Task to carry out:
Instruction for the data below: set down exactly the lines from the line with "repository 095bcae53f108601" to the line with "pub enum TokenProviderError", inclusive, and no others.
########
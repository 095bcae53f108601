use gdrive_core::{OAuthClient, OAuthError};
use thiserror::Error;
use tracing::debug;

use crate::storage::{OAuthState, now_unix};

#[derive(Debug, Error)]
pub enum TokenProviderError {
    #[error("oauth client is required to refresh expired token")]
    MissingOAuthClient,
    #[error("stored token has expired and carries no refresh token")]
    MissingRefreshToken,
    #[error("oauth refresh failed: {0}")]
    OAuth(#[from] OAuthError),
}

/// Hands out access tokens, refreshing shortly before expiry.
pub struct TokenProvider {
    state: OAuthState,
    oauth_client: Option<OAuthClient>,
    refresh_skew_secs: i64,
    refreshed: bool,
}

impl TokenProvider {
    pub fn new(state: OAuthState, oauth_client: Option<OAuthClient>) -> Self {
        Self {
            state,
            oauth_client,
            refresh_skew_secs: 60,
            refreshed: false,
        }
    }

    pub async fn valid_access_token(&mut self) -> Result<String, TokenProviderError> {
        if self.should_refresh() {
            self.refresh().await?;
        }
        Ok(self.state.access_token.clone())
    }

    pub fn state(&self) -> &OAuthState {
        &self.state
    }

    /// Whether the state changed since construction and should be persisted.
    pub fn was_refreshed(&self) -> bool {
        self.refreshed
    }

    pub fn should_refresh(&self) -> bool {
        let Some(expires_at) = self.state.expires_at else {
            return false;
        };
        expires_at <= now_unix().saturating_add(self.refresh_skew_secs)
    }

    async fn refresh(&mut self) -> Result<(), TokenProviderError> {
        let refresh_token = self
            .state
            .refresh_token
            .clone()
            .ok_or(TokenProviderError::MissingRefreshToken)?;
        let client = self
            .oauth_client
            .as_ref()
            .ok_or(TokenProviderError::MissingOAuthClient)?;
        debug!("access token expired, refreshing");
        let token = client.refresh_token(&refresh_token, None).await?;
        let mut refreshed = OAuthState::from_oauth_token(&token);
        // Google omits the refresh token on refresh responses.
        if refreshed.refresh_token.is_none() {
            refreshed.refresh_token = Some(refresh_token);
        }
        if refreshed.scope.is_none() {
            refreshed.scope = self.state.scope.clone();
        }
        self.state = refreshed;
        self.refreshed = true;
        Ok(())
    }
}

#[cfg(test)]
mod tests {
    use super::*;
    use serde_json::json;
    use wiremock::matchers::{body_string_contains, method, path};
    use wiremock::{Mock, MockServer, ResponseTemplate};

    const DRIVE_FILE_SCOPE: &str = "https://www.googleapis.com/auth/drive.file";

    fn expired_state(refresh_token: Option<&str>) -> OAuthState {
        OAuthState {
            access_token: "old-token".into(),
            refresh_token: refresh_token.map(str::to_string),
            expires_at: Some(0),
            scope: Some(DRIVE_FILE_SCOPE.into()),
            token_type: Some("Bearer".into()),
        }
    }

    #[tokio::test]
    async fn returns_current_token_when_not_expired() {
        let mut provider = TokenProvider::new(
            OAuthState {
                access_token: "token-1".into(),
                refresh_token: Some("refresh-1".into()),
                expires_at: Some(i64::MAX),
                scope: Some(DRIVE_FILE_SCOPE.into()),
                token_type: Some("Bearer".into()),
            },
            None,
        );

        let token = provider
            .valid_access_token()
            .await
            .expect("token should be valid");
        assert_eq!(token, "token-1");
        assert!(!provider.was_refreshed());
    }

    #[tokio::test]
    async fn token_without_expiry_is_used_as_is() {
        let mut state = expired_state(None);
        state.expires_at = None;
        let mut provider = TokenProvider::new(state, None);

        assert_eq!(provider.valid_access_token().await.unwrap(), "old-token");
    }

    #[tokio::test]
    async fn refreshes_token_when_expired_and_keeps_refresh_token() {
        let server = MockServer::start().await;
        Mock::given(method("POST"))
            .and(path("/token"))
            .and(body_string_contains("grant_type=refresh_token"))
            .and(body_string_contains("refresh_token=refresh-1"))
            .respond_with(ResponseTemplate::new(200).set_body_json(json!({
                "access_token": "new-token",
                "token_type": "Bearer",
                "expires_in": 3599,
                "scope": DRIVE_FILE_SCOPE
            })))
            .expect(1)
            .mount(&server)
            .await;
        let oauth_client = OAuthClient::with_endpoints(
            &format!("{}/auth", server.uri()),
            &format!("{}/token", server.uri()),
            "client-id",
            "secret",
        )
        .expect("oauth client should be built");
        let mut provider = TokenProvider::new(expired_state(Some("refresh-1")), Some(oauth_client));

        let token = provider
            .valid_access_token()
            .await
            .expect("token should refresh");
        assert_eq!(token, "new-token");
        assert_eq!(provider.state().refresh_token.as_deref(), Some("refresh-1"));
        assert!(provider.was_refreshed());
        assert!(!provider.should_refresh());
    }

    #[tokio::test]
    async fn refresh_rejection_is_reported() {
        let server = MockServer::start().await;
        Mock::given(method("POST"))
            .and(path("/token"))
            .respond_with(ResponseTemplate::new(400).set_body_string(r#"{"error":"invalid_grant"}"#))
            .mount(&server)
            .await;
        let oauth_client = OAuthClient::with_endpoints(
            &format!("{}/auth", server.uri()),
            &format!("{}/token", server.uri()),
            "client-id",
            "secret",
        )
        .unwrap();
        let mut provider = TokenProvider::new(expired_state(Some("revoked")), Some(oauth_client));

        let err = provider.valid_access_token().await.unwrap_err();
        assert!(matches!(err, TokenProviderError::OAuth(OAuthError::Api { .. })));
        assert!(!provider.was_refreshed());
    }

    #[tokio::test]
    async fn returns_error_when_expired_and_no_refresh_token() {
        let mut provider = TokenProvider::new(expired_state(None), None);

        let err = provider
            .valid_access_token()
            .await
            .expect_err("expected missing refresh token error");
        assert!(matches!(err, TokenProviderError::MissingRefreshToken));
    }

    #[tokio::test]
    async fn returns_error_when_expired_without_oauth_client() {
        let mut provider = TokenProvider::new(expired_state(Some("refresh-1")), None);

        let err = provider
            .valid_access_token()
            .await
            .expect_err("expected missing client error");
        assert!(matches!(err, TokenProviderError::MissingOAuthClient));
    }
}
########
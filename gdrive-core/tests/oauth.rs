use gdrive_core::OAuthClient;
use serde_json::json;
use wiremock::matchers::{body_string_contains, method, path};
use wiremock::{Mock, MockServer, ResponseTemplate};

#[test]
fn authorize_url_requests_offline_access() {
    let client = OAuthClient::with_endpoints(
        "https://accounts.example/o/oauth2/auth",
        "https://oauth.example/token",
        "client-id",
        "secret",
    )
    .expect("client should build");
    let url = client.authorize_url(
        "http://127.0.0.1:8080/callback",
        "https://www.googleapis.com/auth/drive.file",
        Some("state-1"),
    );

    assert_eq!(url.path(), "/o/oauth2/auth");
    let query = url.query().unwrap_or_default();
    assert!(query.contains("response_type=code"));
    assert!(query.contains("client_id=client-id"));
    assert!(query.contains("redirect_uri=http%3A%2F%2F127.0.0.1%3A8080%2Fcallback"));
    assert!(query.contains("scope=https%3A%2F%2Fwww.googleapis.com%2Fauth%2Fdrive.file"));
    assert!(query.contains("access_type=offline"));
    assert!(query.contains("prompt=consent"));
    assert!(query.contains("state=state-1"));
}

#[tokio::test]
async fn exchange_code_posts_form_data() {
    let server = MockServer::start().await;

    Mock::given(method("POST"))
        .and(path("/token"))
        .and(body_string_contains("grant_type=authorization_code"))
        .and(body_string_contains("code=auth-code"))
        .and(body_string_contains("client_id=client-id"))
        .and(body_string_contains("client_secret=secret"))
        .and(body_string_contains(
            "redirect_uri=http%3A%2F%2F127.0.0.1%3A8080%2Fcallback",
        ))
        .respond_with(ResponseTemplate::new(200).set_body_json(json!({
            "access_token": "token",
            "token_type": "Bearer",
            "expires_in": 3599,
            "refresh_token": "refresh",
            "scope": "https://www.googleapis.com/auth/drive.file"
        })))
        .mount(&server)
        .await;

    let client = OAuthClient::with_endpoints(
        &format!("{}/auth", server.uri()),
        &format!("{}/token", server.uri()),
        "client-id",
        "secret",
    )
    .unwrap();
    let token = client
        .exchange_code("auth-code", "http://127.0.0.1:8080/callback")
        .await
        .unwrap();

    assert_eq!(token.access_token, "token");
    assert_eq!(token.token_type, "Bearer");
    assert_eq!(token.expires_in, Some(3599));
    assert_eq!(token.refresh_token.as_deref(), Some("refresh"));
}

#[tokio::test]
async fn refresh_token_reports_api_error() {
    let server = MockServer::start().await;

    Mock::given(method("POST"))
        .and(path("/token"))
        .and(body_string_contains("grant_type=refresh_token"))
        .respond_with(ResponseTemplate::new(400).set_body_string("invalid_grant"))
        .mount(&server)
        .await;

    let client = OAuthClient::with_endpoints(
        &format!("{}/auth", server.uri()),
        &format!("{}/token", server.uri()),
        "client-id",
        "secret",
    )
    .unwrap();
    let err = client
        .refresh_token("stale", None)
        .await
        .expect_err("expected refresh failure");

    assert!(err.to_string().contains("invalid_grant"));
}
########
Completed task:
repository 095bcae53f108601
use gdrive_core::{OAuthClient, OAuthError};
use thiserror::Error;
use tracing::debug;

use crate::storage::{OAuthState, now_unix};

#[derive(Debug, Error)]
pub enum TokenProviderError {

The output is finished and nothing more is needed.